(Saved data entries)
------

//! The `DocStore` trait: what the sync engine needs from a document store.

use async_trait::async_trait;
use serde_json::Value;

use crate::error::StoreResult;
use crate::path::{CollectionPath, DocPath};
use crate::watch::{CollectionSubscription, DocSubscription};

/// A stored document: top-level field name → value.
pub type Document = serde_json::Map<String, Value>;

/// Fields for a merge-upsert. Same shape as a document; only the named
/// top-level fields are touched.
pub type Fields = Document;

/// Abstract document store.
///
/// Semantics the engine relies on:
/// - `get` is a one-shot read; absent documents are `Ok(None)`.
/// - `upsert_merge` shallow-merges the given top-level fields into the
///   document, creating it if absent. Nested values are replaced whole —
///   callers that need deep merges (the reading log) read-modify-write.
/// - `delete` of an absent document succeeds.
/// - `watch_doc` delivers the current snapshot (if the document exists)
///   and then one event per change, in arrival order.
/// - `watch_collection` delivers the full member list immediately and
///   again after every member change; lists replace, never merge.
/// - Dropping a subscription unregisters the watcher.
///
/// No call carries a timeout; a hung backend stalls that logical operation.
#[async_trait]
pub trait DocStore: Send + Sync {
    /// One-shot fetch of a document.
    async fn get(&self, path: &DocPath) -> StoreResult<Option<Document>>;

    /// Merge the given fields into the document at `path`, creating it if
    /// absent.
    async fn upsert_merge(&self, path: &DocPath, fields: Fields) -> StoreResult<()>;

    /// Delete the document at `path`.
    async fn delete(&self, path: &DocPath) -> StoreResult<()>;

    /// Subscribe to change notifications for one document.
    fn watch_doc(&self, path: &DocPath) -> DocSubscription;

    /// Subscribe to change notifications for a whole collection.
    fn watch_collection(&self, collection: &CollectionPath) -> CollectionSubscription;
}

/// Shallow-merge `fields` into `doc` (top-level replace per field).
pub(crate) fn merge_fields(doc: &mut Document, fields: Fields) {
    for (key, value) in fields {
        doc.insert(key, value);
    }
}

------

■ WHAT THE TASK REQUIRES ■
Give exactly the lines from the one with "replace per field)." to the end of the entries, nothing before them.

■ FINAL ANSWER ■
/// Shallow-merge `fields` into `doc` (top-level replace per field).
pub(crate) fn merge_fields(doc: &mut Document, fields: Fields) {
    for (key, value) in fields {
        doc.insert(key, value);
    }
}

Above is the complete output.